National service in the United States has a long tradition, extending to the founding of the country. National service takes multiple forms in the U.S., including community service, military service, and other forms.

== Military national service ==

Thomas Jefferson lobbied heavily to ban a professional, standing army, and pushed for the creation of a universal and classified militia system that obligated every physically capable male to render service. Though he failed to have such a clause written into the U.S. Constitution or Bill of Rights, Jefferson continued to push for a universal and classified militia until his death in 1826.

But it proves more forcibly the necessity of obliging every citizen to be a soldier; this was the case with the Greeks and Romans, and must be that of every free State. Where there is no oppression there will be no pauper hirelings.
— Thomas Jefferson, in an 1813 letter to James Monroe

We must train and classify the whole of our male citizens, and make military instruction a regular part of collegiate education. We can never be safe till this is done.
— Thomas Jefferson, June 18, 1813 in a letter to James Monroe

The Greeks by their laws, and the Romans by the spirit of their people, took care to put into the hands of their rulers no such engine of oppression as a standing army. Their system was to make every man a soldier, and oblige him to repair to the standard of his country whenever that was reared. This made them invincible; and the same remedy will make us so.
— Thomas Jefferson, September 10, 1814 in a letter to Thomas Cooper

Led by James Madison and Alexander Hamilton, the Federalists believed that a professional, standing army under the control of the federal government was necessary.
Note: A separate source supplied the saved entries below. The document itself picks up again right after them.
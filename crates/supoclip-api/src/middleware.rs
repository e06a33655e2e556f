//! API middleware.

use std::collections::HashMap;
use std::net::IpAddr;
use std::num::NonZeroU32;
use std::sync::Arc;
use std::time::{Duration, Instant};

use axum::body::Body;
use axum::extract::{ConnectInfo, State};
use axum::http::{header, HeaderName, HeaderValue, Method, Request, Response, StatusCode};
use axum::middleware::Next;
use axum::response::IntoResponse;
use governor::clock::DefaultClock;
use governor::state::{InMemoryState, NotKeyed};
use governor::{Quota, RateLimiter};
use tokio::sync::RwLock;
use tower_http::classify::{ServerErrorsAsFailures, SharedClassifier};
use tower_http::cors::{Any, CorsLayer};
use tower_http::trace::{DefaultOnResponse, MakeSpan, TraceLayer};
use tracing::{warn, Level, Span};

use crate::metrics;

/// Request ID header set by [`tower_http::request_id`].
pub static REQUEST_ID_HEADER: HeaderName = HeaderName::from_static("x-request-id");

/// Per-IP rate limiter using governor.
pub type IpRateLimiter = RateLimiter<NotKeyed, InMemoryState, DefaultClock>;

/// Maximum number of IPs to track in rate limiter cache.
const MAX_RATE_LIMITER_ENTRIES: usize = 10_000;

/// IP-based rate limiter cache with automatic cleanup.
#[derive(Clone)]
pub struct RateLimiterCache {
    limiters: Arc<RwLock<HashMap<IpAddr, (Arc<IpRateLimiter>, Instant)>>>,
    quota: Quota,
    ttl: Duration,
}

impl RateLimiterCache {
    pub fn new(requests_per_second: u32) -> Self {
        let rps = NonZeroU32::new(requests_per_second).unwrap_or(NonZeroU32::MIN);
        Self {
            limiters: Arc::new(RwLock::new(HashMap::new())),
            quota: Quota::per_second(rps),
            ttl: Duration::from_secs(3600),
        }
    }

    /// Drop expired limiters, then the oldest ones while over capacity.
    async fn cleanup_expired(&self) {
        let mut limiters = self.limiters.write().await;
        let now = Instant::now();

        limiters.retain(|_, (_, created_at)| now.duration_since(*created_at) < self.ttl);

        if limiters.len() >= MAX_RATE_LIMITER_ENTRIES {
            let mut entries: Vec<_> = limiters.iter().map(|(ip, (_, t))| (*ip, *t)).collect();
            entries.sort_by_key(|(_, t)| *t);

            let to_remove = limiters.len() + 1 - MAX_RATE_LIMITER_ENTRIES;
            for (ip, _) in entries.into_iter().take(to_remove) {
                limiters.remove(&ip);
            }
            warn!("Rate limiter cache exceeded capacity, removed {} entries", to_remove);
        }
    }

    pub async fn get_limiter(&self, ip: IpAddr) -> Arc<IpRateLimiter> {
        {
            let limiters = self.limiters.read().await;
            if let Some((limiter, _)) = limiters.get(&ip) {
                return Arc::clone(limiter);
            }
        }

        let mut limiters = self.limiters.write().await;
        if let Some((limiter, _)) = limiters.get(&ip) {
            return Arc::clone(limiter);
        }

        if limiters.len() >= MAX_RATE_LIMITER_ENTRIES {
            drop(limiters);
            self.cleanup_expired().await;
            limiters = self.limiters.write().await;
        }

        let limiter = Arc::new(RateLimiter::direct(self.quota));
        limiters.insert(ip, (Arc::clone(&limiter), Instant::now()));
        limiter
    }

    /// True when the request is within quota.
    pub async fn check(&self, ip: IpAddr) -> bool {
        self.get_limiter(ip).await.check().is_ok()
    }
}

/// Create CORS layer.
pub fn cors_layer(origins: &[String]) -> CorsLayer {
    if origins.iter().any(|o| o == "*") {
        CorsLayer::new()
            .allow_methods(Any)
            .allow_headers(Any)
            .expose_headers(Any)
            .allow_origin(Any)
            .max_age(Duration::from_secs(600))
    } else {
        let origins: Vec<HeaderValue> = origins.iter().filter_map(|o| o.parse().ok()).collect();

        // Credentials cannot be combined with wildcard headers
        CorsLayer::new()
            .allow_methods([Method::GET, Method::POST, Method::DELETE, Method::OPTIONS])
            .allow_headers([
                header::CONTENT_TYPE,
                header::ACCEPT,
                header::ORIGIN,
                HeaderName::from_static("user_id"),
                HeaderName::from_static("x-user-id"),
                REQUEST_ID_HEADER.clone(),
            ])
            .expose_headers([header::CONTENT_LENGTH, header::CONTENT_TYPE, REQUEST_ID_HEADER.clone()])
            .allow_credentials(true)
            .allow_origin(origins)
            .max_age(Duration::from_secs(600))
    }
}

/// Span per request carrying the request ID.
#[derive(Debug, Clone, Copy, Default)]
pub struct RequestSpan;

impl<B> MakeSpan<B> for RequestSpan {
    fn make_span(&mut self, request: &Request<B>) -> Span {
        let request_id = request
            .headers()
            .get(&REQUEST_ID_HEADER)
            .and_then(|v| v.to_str().ok())
            .unwrap_or("-");
        tracing::info_span!(
            "http_request",
            method = %request.method(),
            uri = %request.uri().path(),
            request_id = %request_id,
        )
    }
}

/// Request/response tracing with the request ID on every span.
pub fn trace_layer() -> TraceLayer<SharedClassifier<ServerErrorsAsFailures>, RequestSpan> {
    TraceLayer::new_for_http()
        .make_span_with(RequestSpan)
        .on_response(DefaultOnResponse::new().level(Level::INFO))
}

/// Security headers middleware.
pub async fn security_headers(request: Request<Body>, next: Next) -> Response<Body> {
    let mut response = next.run(request).await;
    let headers = response.headers_mut();

    headers.insert("X-Content-Type-Options", HeaderValue::from_static("nosniff"));
    headers.insert("X-Frame-Options", HeaderValue::from_static("DENY"));
    headers.insert(
        "Referrer-Policy",
        HeaderValue::from_static("strict-origin-when-cross-origin"),
    );
    headers.insert(
        "X-Permitted-Cross-Domain-Policies",
        HeaderValue::from_static("none"),
    );

    response
}

/// Rate limiting middleware using IP-based rate limiter.
pub async fn rate_limit_middleware(
    State(rate_limiter): State<Arc<RateLimiterCache>>,
    request: Request<Body>,
    next: Next,
) -> Response<Body> {
    if let Some(ip) = extract_client_ip(&request) {
        if !rate_limiter.check(ip).await {
            warn!(ip = %ip, "Rate limit exceeded");
            metrics::record_rate_limit_hit(request.uri().path());
            return (
                StatusCode::TOO_MANY_REQUESTS,
                [("Retry-After", "1")],
                "Rate limit exceeded. Please try again later.",
            )
                .into_response();
        }
    }

    next.run(request).await
}

/// Extract client IP from request headers or connection info.
fn extract_client_ip(request: &Request<Body>) -> Option<IpAddr> {
    // First hop of X-Forwarded-For is the original client
    if let Some(forwarded) = request.headers().get("X-Forwarded-For") {
        if let Some(ip) = forwarded
            .to_str()
            .ok()
            .and_then(|s| s.split(',').next())
            .and_then(|s| s.trim().parse().ok())
        {
            return Some(ip);
        }
    }

    if let Some(ip) = request
        .headers()
        .get("X-Real-IP")
        .and_then(|v| v.to_str().ok())
        .and_then(|s| s.parse().ok())
    {
        return Some(ip);
    }

    request
        .extensions()
        .get::<ConnectInfo<std::net::SocketAddr>>()
        .map(|ci| ci.0.ip())
}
If we mean to be a commercial people, or even to be secure on our Atlantic side, we must endeavor, as soon as possible, to have a navy. To this purpose there must be dock-yards and arsenals; and for the defense of these, fortifications, and probably garrisons
— Alexander Hamilton, Federalist No. 24

...To oblige the great body of the yeomanry and of the other classes of citizens to be under arms for the purpose of going through military exercises and evolutions, as often as might be necessary to acquire the degree of perfection which would entitle them to the character of a well-regulated militia, would be a real grievance to the people and a serious public inconvenience and loss. It would form an annual deduction from the productive labor of this country to an amount which, calculating upon the present numbers of the people, would not fall far short of a million pounds. To attempt a thing which would abridge the mass of labor and industry to so considerable extent would be unwise: and the experiment, if made, could not succeed, because it would not long be endured. Little more can reasonably be aimed at with respect to the people at large than to have them properly armed and equipped; and in order to see that this be not neglected, it will be necessary to assemble them once or twice in the course of a year. But through the scheme of disciplining the whole nation must be abandoned as mischievous or impracticable; yet it is a matter of the utmost importance that a well-digested plan should, as soon as possible, be adopted for the proper establishment of the militia. The attention of the government ought particularly to be directed to the formation of a select corps of moderate size, upon such principles as will really fit it for service in case of need. By thus circumscribing the plan, it will be possible to have an excellent body of well-trained militia ready to take the field whenever the defense of the state shall require it. This will not only lessen the call for military establishments, but if circumstances should at any time oblige the government to form an army of any magnitude that army can never be formidable to the liberties of the people while there is a large body of citizens, little if at all inferior to them in discipline and the use of arms, who stand ready to defend their own rights and those of their fellow citizens. This appears to me the only substitute that can be devised for a standing army, and the best possible security against it, if it should exist.
— Alexander Hamilton, James Madison, and John Jay, Federalist No. 29

Let a regular army, fully equal to the resources of the country, be formed; and let it be entirely at the devotion of the federal government; still it would not be going too far to say, that the State governments, with the people on their side, would be able to repel the danger. The highest number to which, according to the best computation, a standing army can be carried in any country, does not exceed one hundredth of the whole number of souls; or one twenty-fifth part of the number able to bear arms. This proportion would not yield, in the United States, an army of more than twenty-five or thirty thousand men. To these would be opposed a militia amounting to near half a million of citizens with arms in their hands, officered by men chosen from among themselves, fighting for their common liberties, and united and conducted by governments possessing their affections and confidence. It may well be doubted, whether a militia thus circumstanced could ever be conquered by such a proportion of regular troops.
— James Madison, Federalist No. 46

The Federalists won the debate, in part because of circumstances beyond their control. The first of these circumstances was Shays' Rebellion. The uprising was triggered by veterans of the American Revolutionary War who were losing their farms to unscrupulous lenders and regressive taxes in Massachusetts that heavily burdened small farmers to repay the war debt from the very war they fought in. Individuals unable to pay were often thrown into debtors' prisons. The various local militias that comprised Shay's "Regulators" went from town to town, shutting down Debtor's Courts and tax collection. They were eventually defeated by 4,400 mercenaries hired by Governor James Bowdoin in cooperation with Boston financiers. The political spin from the incident was that militias could not be relied upon and controlled, despite the exceptional circumstances that caused some of the Massachusetts militiamen to rebel in the first place.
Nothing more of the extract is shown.